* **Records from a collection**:
━━━━━━━━━━━━━━━━━━━━━━━━━━━━━━

impl Bridge {
  /// Owned-loop construction: the Bridge spawns and owns the Event Loop
  /// thread, and `stop` terminates it.
  pub fn new_owned(options: JsRuntimeOptions) -> Arc<Self> {
    let (tx, rx) = std::sync::mpsc::channel::<ToLoopMessage>();
    let loop_thread_id = Arc::new(OnceLock::new());
    let (shutdown_tx, _shutdown_rx) = watch::channel(false);

    // `JSLeafAdapter`/`BlockingJSLeaf` use ambient `tokio::spawn` from
    // whatever thread ticks them, which includes this one whenever a
    // script calls `bt.tick(node)` directly rather than through a
    // `Manager`-driven ticker. Entering the caller's runtime for the
    // lifetime of the loop thread keeps that `tokio::spawn` valid there
    // too; a host that constructs a Bridge outside any tokio runtime gets
    // none of this (matches `install_js_scheduling`'s own fallback).
    let tokio_handle = tokio::runtime::Handle::try_current().ok();

    let thread_id_cell = loop_thread_id.clone();
    let handle = thread::Builder::new()
      .name("jstree-event-loop".to_string())
      .spawn(move || {
        let _ = thread_id_cell.set(thread::current().id());
        let _guard = tokio_handle.as_ref().map(|h| h.enter());
        run_event_loop(rx, options);
      })
      .expect("failed to spawn jstree event loop thread");

    let bridge = Arc::new(Self {
      sender: Mutex::new(Some(tx)),
      stopped: AtomicBool::new(false),
      shutdown_tx,
      loop_thread_id,
      sync_timeout: RwLock::new(envar::SYNC_CALL_TIMEOUT()),
      owned: true,
      loop_handle: Mutex::new(Some(handle)),
      manager: Manager::new(),
    });
    bridge.install_js_scheduling();
    bridge
  }

  /// Shared-loop construction: wraps an already-running loop. `stop` never
  /// closes `sender`'s real channel (only this Bridge's clone of it) and
  /// never joins a thread it does not own.
  pub fn new_shared(
    sender: std::sync::mpsc::Sender<ToLoopMessage>,
    loop_thread_id: Arc<OnceLock<ThreadId>>,
    manager: Arc<Manager>,
  ) -> Arc<Self> {
    let (shutdown_tx, _shutdown_rx) = watch::channel(false);
    let bridge = Arc::new(Self {
      sender: Mutex::new(Some(sender)),
      stopped: AtomicBool::new(false),
      shutdown_tx,
      loop_thread_id,
      sync_timeout: RwLock::new(envar::SYNC_CALL_TIMEOUT()),
      owned: false,
      loop_handle: Mutex::new(None),
      manager,
    });
    bridge.install_js_scheduling();
    bridge
  }

  /// Wires the `osm:bt` bindings (`binding.rs`) to this Bridge's own
  /// scheduling so JS-constructed leaves and `tick(node)` can cross back
  /// onto the Event Loop thread from any host thread. Skipped (with a
  /// debug log) when constructed outside a tokio runtime — host
  /// embeddings that never touch JS leaves or async ticks don't need one.
  fn install_js_scheduling(self: &Arc<Self>) {
    let handle = match tokio::runtime::Handle::try_current() {
      Ok(handle) => handle,
      Err(_) => {
        debug!("bridge constructed without a tokio runtime; JS leaf scheduling disabled");
        return;
      }
    };

    let start_bridge = self.clone();
    let poll_bridge = self.clone();
    let scheduler = LeafScheduler {
      start: Arc::new(move |func: JsFunction, children: Vec<Node>| -> BridgeResult<LeafCallId> {
        start_bridge.run_on_loop_sync(move |rt| rt.call_leaf(&func, &children))
      }),
      poll: Arc::new(move |id: LeafCallId| poll_bridge.run_on_loop_sync(move |rt| rt.poll_leaf(id))),
      shutdown: self.done(),
    };

    let run_on_loop_bridge = self.clone();
    let promise_bridge = PromiseBridge {
      handle,
      run_on_loop: Arc::new(move |job| run_on_loop_bridge.run_on_loop(job)),
    };

    let manager = self.manager();
    let bridge_shutdown = self.done();

    let _ = self.run_on_loop_sync(move |rt| {
      rt.set_leaf_scheduler(scheduler);
      rt.set_promise_bridge(promise_bridge);
      rt.set_manager_context(manager, bridge_shutdown);
    });
  }

  fn is_on_loop_thread(&self) -> bool {
    match self.loop_thread_id.get() {
      Some(id) => thread::current().id() == *id,
      None => false,
    }
  }

  /// `Done()`: a receiver that observes `true` exactly once, when the
  /// Bridge has fully stopped. Cloning the receiver fans it out to an
  /// arbitrary number of observers without per-observer allocation.
  pub fn done(&self) -> watch::Receiver<bool> {
    self.shutdown_tx.subscribe()
  }

  pub fn is_stopped(&self) -> bool {
    self.stopped.load(Ordering::SeqCst)
  }

  pub fn manager(&self) -> Arc<Manager> {
    self.manager.clone()
  }

  pub fn set_timeout(&self, d: Duration) {
    *self.sync_timeout.write() = d;
  }

  pub fn get_timeout(&self) -> Duration {
    *self.sync_timeout.read()
  }

  /// `RunOnLoop(fn)`: enqueues `job`; returns `false` iff the Bridge is
  /// stopped. The `sender` mutex makes the stopped-check and the enqueue
  /// atomic with respect to `stop`'s flag transition (`§4.2`): a caller
  /// either observes the sender already gone, or its send happens while
  /// `stop` cannot yet have taken the sender away.
  pub fn run_on_loop(&self, job: LoopJob) -> bool {
    let guard = self.sender.lock();
    match guard.as_ref() {
      Some(tx) => tx.send(ToLoopMessage::Run(job)).is_ok(),
      None => false,
    }
  }

  /// `RunOnLoopSync(fn)`: schedules `fn(rt)` and blocks until it returns
  /// or the synchronous-call timeout elapses. Runs inline, without
  /// scheduling, if the caller is already on the Event Loop thread.
  pub fn run_on_loop_sync<T, F>(&self, f: F) -> BridgeResult<T>
  where
    T: Send + 'static,
    F: FnOnce(&mut JsRuntime) -> T + Send + 'static,
  {
    if self.is_on_loop_thread() {
      return Ok(CURRENT_RUNTIME.with(|cell| {
        let ptr = cell.get();
        debug_assert!(!ptr.is_null(), "on loop thread without a running job");
        // SAFETY: `ptr` is only non-null while `run_event_loop` is
        // executing the job that owns it, which is exactly the window in
        // which this reentrant call can run.
        f(unsafe { &mut *ptr })
      }));
    }

    let (tx, rx) = std::sync::mpsc::channel();
    let job: LoopJob = Box::new(move |rt| {
      let _ = tx.send(f(rt));
    });

    if !self.run_on_loop(job) {
      return Err(BridgeError::NotRunningError);
    }

    let timeout = self.get_timeout();
    match rx.recv_timeout(timeout) {
      Ok(result) => Ok(result),
      Err(std::sync::mpsc::RecvTimeoutError::Timeout) => Err(BridgeError::TimeoutError(timeout)),
      Err(std::sync::mpsc::RecvTimeoutError::Disconnected) => Err(BridgeError::ShutdownError),
    }
  }

  /// `TryRunOnLoopSync(currentVM, fn)`: like `run_on_loop_sync`, but if
  /// the caller is on the Event Loop thread and already holds a runtime
  /// handle, uses it directly instead of consulting the thread-local.
  /// `current_vm` is ignored when the caller is off the loop thread (see
  /// `SPEC_FULL.md`'s Open Question decision on this parameter).
  pub fn try_run_on_loop_sync<T, F>(
    &self,
    current_vm: Option<&mut JsRuntime>,
    f: F,
  ) -> BridgeResult<T>
  where
    T: Send + 'static,
    F: FnOnce(&mut JsRuntime) -> T + Send + 'static,
  {
    if self.is_on_loop_thread() {
      if let Some(rt) = current_vm {
        return Ok(f(rt));
      }
    }
    self.run_on_loop_sync(f)
  }

  /// `LoadScript(name, source)`: compiles and evaluates on the Event Loop.
  pub fn load_script(
    &self,
    name: impl Into<String>,
    source: impl Into<String>,
  ) -> BridgeResult<()> {
    let name = name.into();
    let source = source.into();
    self.run_on_loop_sync(move |rt| rt.load_script(&name, &source))?
  }

  pub fn set_global(&self, name: impl Into<String>, value: JsValue) -> BridgeResult<()> {
    let name = name.into();
    self.run_on_loop_sync(move |rt| rt.set_global(&name, value))
  }

  /// `GetGlobal(name) → (value, exists)`. `exists=false` means absent or
  /// `undefined`; `exists=true, value=Null` means present-and-null.
  pub fn get_global(&self, name: impl Into<String>) -> BridgeResult<(JsValue, bool)> {
    let name = name.into();
    self.run_on_loop_sync(move |rt| rt.get_global(&name))
  }

  pub fn get_callable(&self, name: impl Into<String>) -> BridgeResult<JsFunction> {
    let name = name.into();
    self.run_on_loop_sync(move |rt| rt.get_callable(&name))?
  }

  /// Reads `name` off the global object and unwraps it as a `bt.Node`
  /// handle built by the script at load time.
  pub fn get_root_node(&self, name: impl Into<String>) -> BridgeResult<Node> {
    let name = name.into();
    self.run_on_loop_sync(move |rt| rt.get_root_node(&name))?
  }

  pub fn expose_blackboard(&self, name: impl Into<String>, bb: BlackboardArc) -> BridgeResult<()> {
    let name = name.into();
    self.run_on_loop_sync(move |rt| rt.expose_blackboard(&name, bb))
  }

  /// `Stop()`: idempotent. Transitions to stopped, closes the shutdown
  /// signal, and — only in owned mode — terminates the Event Loop thread.
  /// Waits for the task channel to drain first, so a callback accepted
  /// just before `stop` is guaranteed to run before `Done()` fires (a
  /// deliberate strengthening recorded in `SPEC_FULL.md`'s Open Question
  /// decisions).
  pub fn stop(&self) {
    if self.stopped.swap(true, Ordering::SeqCst) {
      return;
    }

    let sender = self.sender.lock().take();
    drop(sender);

    if self.owned {
      if let Some(handle) = self.loop_handle.lock().take() {
        if handle.join().is_err() {
          warn!("jstree event loop thread panicked during shutdown");
        }
      }
    }

    let _ = self.shutdown_tx.send(true);
    debug!(owned = self.owned, "bridge stopped");
  }
}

━━━━━━━━━━━━━━━━━━━━━━━━━━━━━━

* **What you have to do**: Reproduce the entries exactly, but only from their first line to the line holding "runtime for the", with that last line kept.

* **Written answer**:
impl Bridge {
  /// Owned-loop construction: the Bridge spawns and owns the Event Loop
  /// thread, and `stop` terminates it.
  pub fn new_owned(options: JsRuntimeOptions) -> Arc<Self> {
    let (tx, rx) = std::sync::mpsc::channel::<ToLoopMessage>();
    let loop_thread_id = Arc::new(OnceLock::new());
    let (shutdown_tx, _shutdown_rx) = watch::channel(false);

    // `JSLeafAdapter`/`BlockingJSLeaf` use ambient `tokio::spawn` from
    // whatever thread ticks them, which includes this one whenever a
    // script calls `bt.tick(node)` directly rather than through a
    // `Manager`-driven ticker. Entering the caller's runtime for the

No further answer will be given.